The Earthworm project began in 1993 at the US Geological Survey (USGS) in Menlo Park with the initial objective of providing improved automatic earthquake notification. The emphasis of the first incarnation was speed and reliability so a flow-through system was created that had no analyst review capabilities. However, the basic design principles of modularity, system independence, scalability, connectivity, and robustness have (Johnson et al., 1995) allowed Earthworm to mature over the last 10 years into Earthworm v6.1, a system capable of meeting the majority of processing needs of a modern seismic network. Such needs include: interactive review of acquired events, real-time TCP/IP data exchange, association of late-arriving data, incorporation of diverse data types, and production of catalogs and archive volumes. Today, Earthworm development is progressing at a number of cooperating sites, and is coordinated at USGS Golden, Colorado. From here, the earthworm core development team distributes new releases, maintains documentation, and provides support. The ongoing effort consists of two distinct but integrated projects, Automatic Earthworm and Interactive Earthworm.

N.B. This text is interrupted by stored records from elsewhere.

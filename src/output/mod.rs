//! Output module for reporting on the persisted corpora
//!
//! This module handles:
//! - Summarising the documentation and repository corpora
//! - Printing the summary for the `--stats` mode

pub mod stats;

pub use stats::{load_statistics, print_statistics, CorpusStatistics};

Development and support of Automatic Earthworm follows the original objective of providing rapid and reliable earthquake notification. The original flow-through model has been extended with a capability to store and serve up to months of continuous trace data, as well as the ability to extract and store event data in various formats, permitting interactive review with various existing analysis tools. Other enhancements include the implementation of a new message-exchange mechanism, and various new flow-through modules to support teleseismic processing. Automatic Earthworm continues to be a modular, stand-alone product that can be configured to perform a variety of tasks, ranging from data relay nodes to complete automatic processing centers. It is operational in a large range of applications, and has become extremely stable.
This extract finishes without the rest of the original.